This month I am stating my own opinion, and it in no way represents the official stance of All Souls Congregation or the thinking of every member and friend. I am so angry with President Bush’s administration for this immoral, unethical and provocative war in Iraq.  In the winter of 2002-03, before there was a war, I was one of 50 to 60 All Souls congregants and others who went to Washington, D.C., New York City, and Boston to protest this unprecedented decision.  While we had good support in these great cities, we were taunted as being unpatriotic (or worse!) by showing our strong disapproval.  Regardless of what the Bush administration says, our U.S. Constitution, Declaration of Independence, and the democratic process give us the right and, yes, encourage us, to protest and speak out on these important issues.
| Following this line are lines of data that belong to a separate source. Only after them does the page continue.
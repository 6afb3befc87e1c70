//! Dynamic tool execution and orchestration for LLM applications.
//!
//! Tools are declared as data ([`ToolSpec`](toolbridge_tools::ToolSpec)) or as
//! plain functions, collected in a registry, and driven by either an LLM
//! function-calling loop or a workflow in which the model writes the HTTP
//! request itself.

pub use toolbridge_internal::*;

/// Re-export all common types for easy access.
pub mod prelude {
    pub use toolbridge_internal::prelude::*;
}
Last month, we reached another grim milestone when it was reported that 4000 U.S. military men and women have died in the Iraq war.   At this writing, the actual count is 4028.  If you read the Day, you possibly experienced four very difficult days in mid-March when the paper was profiling 42 Connecticut residents who died in Iraq.   I started reading all of these gut-wrenching profiles, but it was too much for me, and I had to stop.  I was trying to understand why these 42 young people enlisted in this war and finally gave their highest sacrifice – their lives.  When I multiply that by 100 to over 4000 U.S. families who lost a loved one in Iraq, I am both depressed and livid.  The U.S. casualties in Iraq are estimated to be over 30,000 – many of whom have debilitating injuries and whose lives will never be the same.  We’ll never know the actual number of deaths of Iraqi civilians and military, currently estimated to be between 85,000 and over 1.2 million!  Take a moment to reread this paragraph and thinking about these immense numbers.
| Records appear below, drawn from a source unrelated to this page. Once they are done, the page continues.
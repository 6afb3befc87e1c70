//! The [`LlmProvider`] trait for LLM model providers.

use super::error::GenerationError;
use super::stream::{GenerationStream, replay};
use super::types::{GenerationRequest, GenerationResponse};
use async_trait::async_trait;

/// Trait implemented by LLM providers for text generation.
///
/// Provider backends implement this trait to handle generation requests.
#[async_trait]
pub trait LlmProvider: Send + Sync + 'static {
    /// Sends a generation request to the provider.
    ///
    /// # Arguments
    ///
    /// * `model` - The model name on which to perform generation
    /// * `request` - The generation request
    async fn generate(
        &self,
        model: &str,
        request: GenerationRequest,
    ) -> Result<GenerationResponse, GenerationError>;

    /// Streams a generation request as [`StreamEvent`](super::StreamEvent)s.
    ///
    /// The default implementation waits for [`generate`](Self::generate)
    /// and replays the finished response. Providers with incremental
    /// output override it.
    async fn stream(
        &self,
        model: &str,
        request: GenerationRequest,
    ) -> Result<GenerationStream, GenerationError> {
        let response = self.generate(model, request).await?;
        Ok(replay(response))
    }
}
There are the direct and indirect costs for war.  I read an article by Linda J. Bilmes and Joseph E. Stiglitz about their new book, The Three Trillion Dollar War:  The True Cost of the Iraq Conflict.   By using inflation-adjusted dollars, they compared the costs of WWII and the Korean and Vietnam wars to the Iraq war.  Only WWII, the war supposed to end all wars, cost more ($5 billion) than the Iraq war.   Together the cost estimation is $3 trillion. In numbers, this looks like $3,000,000,000,000.  No – there are no typos.   One trillion is one million million, or one thousand billion – staggering numbers! 
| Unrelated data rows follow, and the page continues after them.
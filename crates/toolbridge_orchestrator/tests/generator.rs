//! Simple tool generation from API docs against a scripted model.

mod common;

use common::{ScriptedProvider, messages_json};
use serde_json::json;
use std::sync::Arc;
use toolbridge_http::{HttpMethod, RetryPolicy};
use toolbridge_orchestrator::{API_KEY_PLACEHOLDER, GeneratorError, PromptService, SimpleToolGenerator};

const WEATHER_DOCS: &str = "GET https://api.weather.test/v1/current?city=NAME returns a JSON response. \
    Authenticate with your key in the X-Api-Key header.";

fn generator(provider: &Arc<ScriptedProvider>) -> SimpleToolGenerator {
    SimpleToolGenerator::new(PromptService::new(provider.llm()).with_retry_policy(RetryPolicy::new(0)))
}

#[tokio::test]
async fn docs_become_an_executable_spec() {
    let provider = ScriptedProvider::new();
    provider.push_json(&json!({"url": "https://api.weather.test/v1/current", "method": "get"}));
    provider.push_json(&json!({"requires_api_key": true, "api_key_header": "X-Api-Key"}));

    let spec = generator(&provider)
        .generate("current_weather", "Current weather for a city", WEATHER_DOCS)
        .await
        .unwrap();

    assert_eq!(spec.name, "current_weather");
    assert_eq!(spec.description.as_deref(), Some("Current weather for a city"));
    assert_eq!(spec.url, "https://api.weather.test/v1/current");
    assert_eq!(spec.method, HttpMethod::Get);
    assert_eq!(spec.api_key.as_deref(), Some(API_KEY_PLACEHOLDER));
    assert_eq!(spec.api_key_header, "x-api-key");
    let headers = spec.headers.expect("JSON docs imply headers");
    assert_eq!(headers["Accept"], "application/json");

    let requests = provider.requests();
    assert_eq!(requests.len(), 2);
    assert!(requests.iter().all(|request| request.output_schema.is_some()));
    assert!(messages_json(&requests[0]).contains("Current weather for a city"));
}

#[tokio::test]
async fn failed_key_detection_yields_a_keyless_spec() {
    let provider = ScriptedProvider::new();
    provider.push_json(&json!({"url": "https://api.weather.test/v1/current", "method": "POST"}));
    provider.push_text("not json at all");

    let spec = generator(&provider)
        .generate("current_weather", "", WEATHER_DOCS)
        .await
        .unwrap();

    assert_eq!(spec.method, HttpMethod::Post);
    assert_eq!(spec.api_key, None);
    assert_eq!(spec.description, None);
}

#[tokio::test]
async fn keys_are_only_added_when_required() {
    let provider = ScriptedProvider::new();
    provider.push_json(&json!({"url": "https://open.test/items", "method": "BREW"}));
    provider.push_json(&json!({"requires_api_key": false, "api_key_header": "Authorization"}));

    let spec = generator(&provider)
        .generate("items", "List items", "Public plain text endpoint.")
        .await
        .unwrap();

    assert_eq!(spec.method, HttpMethod::Get);
    assert_eq!(spec.api_key, None);
    assert_eq!(spec.headers, None);
}

#[tokio::test]
async fn unusable_urls_are_rejected() {
    let provider = ScriptedProvider::new();
    provider.push_json(&json!({"url": "  ", "method": "GET"}));
    provider.push_json(&json!({"url": "/v1/current", "method": "GET"}));
    let generator = generator(&provider);

    let err = generator.generate("weather", "", WEATHER_DOCS).await.unwrap_err();
    assert!(matches!(err, GeneratorError::MissingUrl));

    let err = generator.generate("weather", "", WEATHER_DOCS).await.unwrap_err();
    assert!(matches!(err, GeneratorError::InvalidUrl(url) if url == "/v1/current"));
    assert_eq!(provider.request_count(), 2);
}

#[tokio::test]
async fn model_failures_surface_as_prompt_errors() {
    let provider = ScriptedProvider::new();
    provider.push_error("down");

    let err = generator(&provider)
        .generate("weather", "", WEATHER_DOCS)
        .await
        .unwrap_err();

    assert!(matches!(err, GeneratorError::Prompt(_)));
}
Bilmes and Stiglitz' monthly calculation for the Iraq war is $12 billion – then they add $4 billion for Afghanistan.  So U.S. annual costs for Iraq and Afghanistan military conflicts are just under $200 billion ($192 billion).  The authors state that society’s costs, such as the huge drain in the national debt, pulling down a struggling economy, and immense family changes when a soldier dies or gets seriously injured, are much higher than military expenditures.  Let’s play some Monopoly - but instead of starting with a pittance of $1500, you get $200,000,000,000 or $200 billion every year.  Where would you start spending?  Would you offer financial help for public education, renovate dilapidated cities, feed and house homeless people, fix the crumbling highway bridges, make public transportation a high priority, or research ways to reduce the global warming? Yup - I’m angry – but it feels good to write about it!  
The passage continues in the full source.